I’m the default cleaner of all the most disgusting messes around this piece, and it’s bullshit.
… Or dog shit. Or kid shit. Or whoever else decides to shit in here, because, you know, shit happens. “Why am I the only one who ever has to clean up anything gross?!” I grouse as I scrub and scour and spray.
I suppose I’ve brought this upon myself with my tendencies to want the mess cleaned and sanitized, which apparently is too difficult for anyone else in this house. I don’t want the chunks plucked haphazardly from the nubs of the carpet with one measly and inadequate paper towel. I want the solids disposed of, the liquids blotted, and the whole shebang doused in some sort of heavy-duty, industrial-strength antibacterial cleaner and blotted again, as many times as it takes, until all that remains on my carpet is … carpet. AND NOBODY HAD BETTER BE BLOTTING WITH ONE OF MY GOOD TOWELS, EITHER.
But who am I kidding? I’m the only one blotting in the first place.
I know, I know. They’ll never learn if I don’t let them. It’s just that, well, I’ve become so efficient over the years – and the thought of what happens when my family “cleans up” haunts me. When one of my kids was in preschool, he accidentally took a dump on the bathroom floor on his way to the toilet. Then he tried to clean it up by himself, so I wouldn’t find out. The result was an all-out poopocalypse: smears drying into a spackle-like consistency on the tile, settling into the grout, smudges on the toilet paper holder, streaks on the edge of the toilet (which was clogged, naturally, because if you think kids use a lot of TP when they wipe, you ought to see them when they try to clean up a shitty mess). Not to mention a child who, by this point, was covered in his own feces.
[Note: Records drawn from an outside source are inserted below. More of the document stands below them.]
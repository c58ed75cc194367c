//! Load test results and report artifacts.
//!
//! # Responsibilities
//! - Aggregate per-request outcomes into a run summary
//! - Write the summary as a JSON artifact
//!
//! # Design Decisions
//! - One file per run, named by start time and run ID, never overwritten
//! - Latency percentiles cover completed requests only (no network errors)

use chrono::{DateTime, Utc};
use serde::Serialize;
use std::path::{Path, PathBuf};
use std::time::Duration;
use uuid::Uuid;

use crate::load::scenario::Scenario;

/// Counters for one scenario.
#[derive(Debug, Clone, Default, PartialEq, Eq, Serialize)]
pub struct ScenarioResult {
    pub name: String,
    pub url: String,
    pub attempted: u64,
    pub succeeded: u64,
    pub failed: u64,
}

/// Latency distribution of completed requests, in milliseconds.
#[derive(Debug, Clone, PartialEq, Serialize)]
pub struct LatencySummary {
    pub p50_ms: f64,
    pub p95_ms: f64,
    pub p99_ms: f64,
    pub max_ms: f64,
}

impl LatencySummary {
    /// Percentiles over `latencies`; `None` when nothing completed.
    pub fn from_latencies(latencies: &mut [Duration]) -> Option<Self> {
        if latencies.is_empty() {
            return None;
        }
        latencies.sort();
        let pick = |q: f64| {
            let idx = ((latencies.len() as f64 * q) as usize).min(latencies.len() - 1);
            latencies[idx].as_secs_f64() * 1000.0
        };
        Some(Self {
            p50_ms: pick(0.50),
            p95_ms: pick(0.95),
            p99_ms: pick(0.99),
            max_ms: latencies[latencies.len() - 1].as_secs_f64() * 1000.0,
        })
    }
}

/// Aggregate result of one load test run.
#[derive(Debug, Clone, Serialize)]
pub struct LoadTestResult {
    pub run_id: Uuid,
    pub started_at: DateTime<Utc>,
    pub rate_per_second: u32,
    pub duration_secs: f64,
    /// Time spent issuing requests.
    pub issue_window_secs: f64,
    /// Time until the last in-flight request finished.
    pub elapsed_secs: f64,
    pub attempted: u64,
    pub succeeded: u64,
    pub failed: u64,
    pub achieved_rps: f64,
    pub latency: Option<LatencySummary>,
    pub scenarios: Vec<ScenarioResult>,
}

impl LoadTestResult {
    /// Fraction of attempted requests that succeeded.
    pub fn success_rate(&self) -> f64 {
        if self.attempted == 0 {
            0.0
        } else {
            self.succeeded as f64 / self.attempted as f64
        }
    }

    /// One-line summary for logs and the CLI.
    pub fn summary(&self) -> String {
        format!(
            "{} requests ({} ok, {} failed) in {:.2}s, {:.2} req/s",
            self.attempted, self.succeeded, self.failed, self.issue_window_secs, self.achieved_rps
        )
    }
}

/// Per-request outcomes collected while the run is in progress.
#[derive(Debug)]
pub(crate) struct RunStats {
    scenarios: Vec<ScenarioResult>,
    latencies: Vec<Duration>,
}

impl RunStats {
    pub(crate) fn new(scenarios: &[Scenario]) -> Self {
        Self {
            scenarios: scenarios
                .iter()
                .map(|s| ScenarioResult {
                    name: s.name.clone(),
                    url: s.url.clone(),
                    ..ScenarioResult::default()
                })
                .collect(),
            latencies: Vec::new(),
        }
    }

    pub(crate) fn record(&mut self, scenario: usize, success: bool, latency: Option<Duration>) {
        if let Some(entry) = self.scenarios.get_mut(scenario) {
            entry.attempted += 1;
            if success {
                entry.succeeded += 1;
            } else {
                entry.failed += 1;
            }
        }
        if let Some(latency) = latency {
            self.latencies.push(latency);
        }
    }

    pub(crate) fn finish(
        mut self,
        started_at: DateTime<Utc>,
        rate_per_second: u32,
        duration: Duration,
        issue_window: Duration,
        elapsed: Duration,
    ) -> LoadTestResult {
        let attempted = self.scenarios.iter().map(|s| s.attempted).sum();
        let succeeded = self.scenarios.iter().map(|s| s.succeeded).sum();
        let failed = self.scenarios.iter().map(|s| s.failed).sum();
        let window = issue_window.as_secs_f64();

        LoadTestResult {
            run_id: Uuid::new_v4(),
            started_at,
            rate_per_second,
            duration_secs: duration.as_secs_f64(),
            issue_window_secs: window,
            elapsed_secs: elapsed.as_secs_f64(),
            attempted,
            succeeded,
            failed,
            achieved_rps: if window > 0.0 { attempted as f64 / window } else { 0.0 },
            latency: LatencySummary::from_latencies(&mut self.latencies),
            scenarios: self.scenarios,
        }
    }
}

/// Write `result` as pretty JSON under `dir`, creating the directory if needed.
pub async fn write_report(dir: &Path, result: &LoadTestResult) -> std::io::Result<PathBuf> {
    tokio::fs::create_dir_all(dir).await?;

    let file_name = format!(
        "load-test-{}-{}.json",
        result.started_at.format("%Y%m%dT%H%M%SZ"),
        result.run_id.simple()
    );
    let path = dir.join(file_name);
    let body = serde_json::to_vec_pretty(result)?;
    tokio::fs::write(&path, body).await?;
    Ok(path)
}
//! Cascade dispatch over the HTTP loopback.
//!
//! # Responsibilities
//! - Consult the cascade table for the calling handler
//! - Call the target endpoint on the service's own address
//! - Log and count the outcome; never propagate a failure
//!
//! # Design Decisions
//! - The random draw happens before any await (request-scoped, no shared RNG)
//! - Request ID, trace context and cascade depth travel as headers
//! - The depth guard is opt-in; without it the cycle is unbounded

use std::sync::Arc;

use crate::cascade::table::{CascadeRng, CascadeTable};
use crate::http::request::{RequestContext, X_CASCADE_DEPTH, X_REQUEST_ID};
use crate::observability::tracing::TRACEPARENT;
use crate::observability::Telemetry;
use crate::routing::EndpointId;

/// Result of one cascade hop.
#[derive(Debug, Clone, PartialEq, Eq)]
pub enum CascadeOutcome {
    /// The target answered with this status.
    Completed { target: EndpointId, status: u16 },
    /// The call itself failed (connect error, timeout).
    Failed { target: EndpointId, error: String },
}

/// Issues cascade calls for handlers.
pub struct CascadeDispatcher {
    table: CascadeTable,
    client: reqwest::Client,
    base_url: String,
    enabled: bool,
    max_depth: Option<u32>,
    telemetry: Arc<Telemetry>,
}

impl CascadeDispatcher {
    pub fn new(
        table: CascadeTable,
        client: reqwest::Client,
        base_url: impl Into<String>,
        telemetry: Arc<Telemetry>,
    ) -> Self {
        Self {
            table,
            client,
            base_url: base_url.into().trim_end_matches('/').to_string(),
            enabled: true,
            max_depth: None,
            telemetry,
        }
    }

    /// Turn cascading on or off.
    pub fn with_enabled(mut self, enabled: bool) -> Self {
        self.enabled = enabled;
        self
    }

    /// Suppress cascades once the inbound depth reaches `max_depth`.
    pub fn with_max_depth(mut self, max_depth: Option<u32>) -> Self {
        self.max_depth = max_depth;
        self
    }

    /// Decide using an explicit randomness source.
    pub fn decide_with<R: CascadeRng + ?Sized>(
        &self,
        source: EndpointId,
        depth: u32,
        rng: &mut R,
    ) -> Option<EndpointId> {
        if !self.enabled {
            return None;
        }
        let target = self.table.maybe_cascade(source, rng)?;

        if let Some(max_depth) = self.max_depth {
            if depth >= max_depth {
                tracing::debug!(
                    source = %source,
                    target = %target,
                    depth,
                    max_depth,
                    "Cascade suppressed by depth guard"
                );
                self.telemetry.record_cascade(source, target, "suppressed");
                return None;
            }
        }
        Some(target)
    }

    /// Decide with the thread-local RNG.
    pub fn decide(&self, source: EndpointId, depth: u32) -> Option<EndpointId> {
        let mut rng = rand::thread_rng();
        self.decide_with(source, depth, &mut rng)
    }

    /// Draw for `source` and, if it fires, call the target.
    pub async fn maybe_cascade(
        &self,
        source: EndpointId,
        ctx: &RequestContext,
    ) -> Option<CascadeOutcome> {
        let target = self.decide(source, ctx.cascade_depth)?;
        Some(self.follow(source, target, ctx).await)
    }

    /// Call `target` on the local service. Failures are logged, not returned as errors.
    pub async fn follow(
        &self,
        source: EndpointId,
        target: EndpointId,
        ctx: &RequestContext,
    ) -> CascadeOutcome {
        let url = format!("{}{}", self.base_url, target.path());
        let depth = ctx.cascade_depth.saturating_add(1);

        tracing::info!(
            source = %source,
            target = %target,
            depth,
            "Cascading to {}",
            target.path()
        );

        let result = self
            .client
            .get(&url)
            .header(X_REQUEST_ID, ctx.request_id.as_str())
            .header(TRACEPARENT, ctx.trace.child().traceparent())
            .header(X_CASCADE_DEPTH, depth.to_string())
            .send()
            .await;

        match result {
            Ok(response) => {
                let status = response.status();
                tracing::info!(
                    source = %source,
                    target = %target,
                    status = status.as_u16(),
                    "Cascade call to {} returned {}",
                    target.path(),
                    status
                );
                let outcome = if status.is_success() { "ok" } else { "error_status" };
                self.telemetry.record_cascade(source, target, outcome);
                CascadeOutcome::Completed {
                    target,
                    status: status.as_u16(),
                }
            }
            Err(e) => {
                tracing::warn!(
                    source = %source,
                    target = %target,
                    error = %e,
                    "Cascade call to {} failed",
                    target.path()
                );
                self.telemetry.record_cascade(source, target, "failed");
                CascadeOutcome::Failed {
                    target,
                    error: e.to_string(),
                }
            }
        }
    }
}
I tried to pretend it was chocolate frosting. But my imagination is just not that awesome.
If I’d been informed of the mishap and in charge of cleanup from the get-go, I’d have had it over with in seconds. Instead, a (waaaay) less experienced person attempted the task and I had to deal with the fallout, which was a bazillion times worse than the original situation. And this is the type of scenario that flashes before my eyes every time there’s a stomach-turning mess.
No, I do not want to clean up a pile of barf laced with Chef Boyardee. But I also do not want a red-tinted, sour-smelling patch to haunt me every time I walk past, reminding me of what abhorrent and revolting ick still lingers deep within the carpet fibers. And I’m pretty sure that’s exactly what I’d get if I didn’t just do it myself – i.e., do it right the first time.
So I’m stuck. If I leave the mess to anybody else, the cleanup job sucks. If I go in behind them and finish it properly, I’m still cleaning, and resentful to boot. I guess whenever there’s a crisis, you call in an expert, but that doesn’t mean the expert is happy about dealing with it.
At least I know not to use the good towels.